(Stored data entries)
========================

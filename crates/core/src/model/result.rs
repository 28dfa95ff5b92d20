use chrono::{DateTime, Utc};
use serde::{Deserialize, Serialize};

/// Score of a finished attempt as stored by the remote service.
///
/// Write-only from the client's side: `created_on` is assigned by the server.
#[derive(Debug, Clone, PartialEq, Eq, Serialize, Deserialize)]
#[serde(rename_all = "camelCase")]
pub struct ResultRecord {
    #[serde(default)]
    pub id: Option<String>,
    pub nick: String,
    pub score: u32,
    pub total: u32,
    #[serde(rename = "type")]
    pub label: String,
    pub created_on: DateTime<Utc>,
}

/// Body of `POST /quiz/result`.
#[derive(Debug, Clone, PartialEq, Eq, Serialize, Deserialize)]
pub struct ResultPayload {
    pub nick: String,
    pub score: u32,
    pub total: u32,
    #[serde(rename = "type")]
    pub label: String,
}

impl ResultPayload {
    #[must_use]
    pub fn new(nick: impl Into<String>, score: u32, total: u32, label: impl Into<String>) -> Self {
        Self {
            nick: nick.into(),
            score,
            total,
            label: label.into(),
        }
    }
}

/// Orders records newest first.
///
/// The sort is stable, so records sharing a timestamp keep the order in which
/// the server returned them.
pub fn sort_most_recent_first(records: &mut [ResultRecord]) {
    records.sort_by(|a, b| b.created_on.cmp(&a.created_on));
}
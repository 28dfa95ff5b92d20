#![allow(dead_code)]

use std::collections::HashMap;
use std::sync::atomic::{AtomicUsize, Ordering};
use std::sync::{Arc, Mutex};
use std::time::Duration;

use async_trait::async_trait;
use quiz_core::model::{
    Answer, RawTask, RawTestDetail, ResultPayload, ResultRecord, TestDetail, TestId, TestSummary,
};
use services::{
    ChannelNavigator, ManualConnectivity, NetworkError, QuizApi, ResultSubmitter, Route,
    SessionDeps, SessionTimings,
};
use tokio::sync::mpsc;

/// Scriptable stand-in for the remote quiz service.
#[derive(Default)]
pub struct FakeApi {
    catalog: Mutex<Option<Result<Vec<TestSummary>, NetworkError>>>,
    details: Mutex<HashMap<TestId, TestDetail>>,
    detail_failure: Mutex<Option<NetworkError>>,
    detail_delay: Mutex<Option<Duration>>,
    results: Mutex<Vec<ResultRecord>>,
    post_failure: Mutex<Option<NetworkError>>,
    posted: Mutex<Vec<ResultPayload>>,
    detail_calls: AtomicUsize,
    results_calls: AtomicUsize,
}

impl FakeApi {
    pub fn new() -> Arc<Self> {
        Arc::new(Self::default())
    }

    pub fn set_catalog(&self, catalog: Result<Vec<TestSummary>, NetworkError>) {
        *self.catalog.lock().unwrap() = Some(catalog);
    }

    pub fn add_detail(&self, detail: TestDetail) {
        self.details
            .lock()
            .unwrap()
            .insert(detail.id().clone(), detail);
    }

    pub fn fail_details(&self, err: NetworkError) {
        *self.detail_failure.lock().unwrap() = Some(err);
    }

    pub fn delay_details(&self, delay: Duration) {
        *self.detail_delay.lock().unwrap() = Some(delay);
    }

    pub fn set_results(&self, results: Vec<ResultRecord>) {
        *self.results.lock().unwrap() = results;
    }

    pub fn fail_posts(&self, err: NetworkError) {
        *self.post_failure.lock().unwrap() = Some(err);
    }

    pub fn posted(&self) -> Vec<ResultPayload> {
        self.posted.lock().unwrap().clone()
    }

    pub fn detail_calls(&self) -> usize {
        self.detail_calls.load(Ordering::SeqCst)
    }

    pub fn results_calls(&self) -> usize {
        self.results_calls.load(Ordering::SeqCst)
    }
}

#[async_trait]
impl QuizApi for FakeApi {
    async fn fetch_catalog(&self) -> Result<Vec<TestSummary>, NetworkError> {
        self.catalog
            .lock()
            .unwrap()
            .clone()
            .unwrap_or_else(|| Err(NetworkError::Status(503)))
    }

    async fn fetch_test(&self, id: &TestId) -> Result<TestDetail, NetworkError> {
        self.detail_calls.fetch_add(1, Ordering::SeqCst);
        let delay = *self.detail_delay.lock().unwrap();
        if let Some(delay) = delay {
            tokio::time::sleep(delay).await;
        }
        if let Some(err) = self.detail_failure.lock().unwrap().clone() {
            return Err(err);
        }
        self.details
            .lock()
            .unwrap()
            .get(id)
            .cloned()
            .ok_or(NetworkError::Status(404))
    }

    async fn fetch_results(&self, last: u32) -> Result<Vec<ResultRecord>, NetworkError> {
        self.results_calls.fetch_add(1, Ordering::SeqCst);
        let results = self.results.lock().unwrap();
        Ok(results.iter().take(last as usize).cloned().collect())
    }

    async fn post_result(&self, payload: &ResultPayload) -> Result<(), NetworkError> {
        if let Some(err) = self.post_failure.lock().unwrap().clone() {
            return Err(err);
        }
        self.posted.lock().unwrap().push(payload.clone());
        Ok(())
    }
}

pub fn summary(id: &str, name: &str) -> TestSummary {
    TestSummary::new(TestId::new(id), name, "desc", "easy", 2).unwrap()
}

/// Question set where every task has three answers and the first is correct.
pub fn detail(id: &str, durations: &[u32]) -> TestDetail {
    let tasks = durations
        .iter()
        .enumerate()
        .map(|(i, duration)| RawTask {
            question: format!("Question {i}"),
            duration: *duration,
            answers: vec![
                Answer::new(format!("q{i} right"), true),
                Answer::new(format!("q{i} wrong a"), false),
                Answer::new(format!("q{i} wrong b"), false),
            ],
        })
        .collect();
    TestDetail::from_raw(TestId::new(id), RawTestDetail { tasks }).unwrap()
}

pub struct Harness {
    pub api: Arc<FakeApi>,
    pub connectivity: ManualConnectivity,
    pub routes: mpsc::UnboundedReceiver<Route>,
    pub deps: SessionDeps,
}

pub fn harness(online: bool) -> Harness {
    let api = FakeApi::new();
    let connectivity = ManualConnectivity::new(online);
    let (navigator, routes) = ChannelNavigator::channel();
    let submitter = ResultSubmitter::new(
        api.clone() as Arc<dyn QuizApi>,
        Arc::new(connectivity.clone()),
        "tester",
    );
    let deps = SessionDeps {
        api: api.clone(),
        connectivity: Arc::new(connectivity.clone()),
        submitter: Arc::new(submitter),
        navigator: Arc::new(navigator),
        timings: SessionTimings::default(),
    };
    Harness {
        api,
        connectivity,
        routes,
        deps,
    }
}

========================

== What you should do ==
Where the word "ResultSubmitter" appears in a line of the entries, copy that line.

== Reply ==
    ChannelNavigator, ManualConnectivity, NetworkError, QuizApi, ResultSubmitter, Route,
    let submitter = ResultSubmitter::new(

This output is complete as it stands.